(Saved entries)

########

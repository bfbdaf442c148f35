use taskflow_auth::AuthError;
use thiserror::Error;

#[derive(Debug, Error)]
pub enum ApiError {
    #[error("task api error {status}: {body}")]
    Status {
        status: reqwest::StatusCode,
        body: String,
    },

    #[error("task api not configured: {0}")]
    NotConfigured(String),

    #[error(transparent)]
    Auth(#[from] AuthError),

    #[error(transparent)]
    Http(#[from] reqwest::Error),

    #[error(transparent)]
    Json(#[from] serde_json::Error),
}

pub type Result<T> = std::result::Result<T, ApiError>;

impl ApiError {
    /// Status code for service-rejected requests, None for transport or
    /// local errors.
    pub fn status(&self) -> Option<reqwest::StatusCode> {
        match self {
            ApiError::Status { status, .. } => Some(*status),
            _ => None,
        }
    }
}

#[cfg(test)]
mod tests {
    use super::*;

    #[test]
    fn test_status_error_display() {
        let err = ApiError::Status {
            status: reqwest::StatusCode::INTERNAL_SERVER_ERROR,
            body: r#"{"error":"boom"}"#.to_string(),
        };
        assert_eq!(
            err.to_string(),
            "task api error 500 Internal Server Error: {\"error\":\"boom\"}"
        );
        assert_eq!(err.status(), Some(reqwest::StatusCode::INTERNAL_SERVER_ERROR));
    }

    #[test]
    fn test_auth_error_passes_through() {
        let err = ApiError::from(AuthError::NoSession);
        assert_eq!(err.to_string(), "not signed in");
        assert_eq!(err.status(), None);
    }
}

########

* [Prompt]: Scan the data above for the word "boom". Copy every line in which it is found.

* [Solution to this task]:
            body: r#"{"error":"boom"}"#.to_string(),
            "task api error 500 Internal Server Error: {\"error\":\"boom\"}"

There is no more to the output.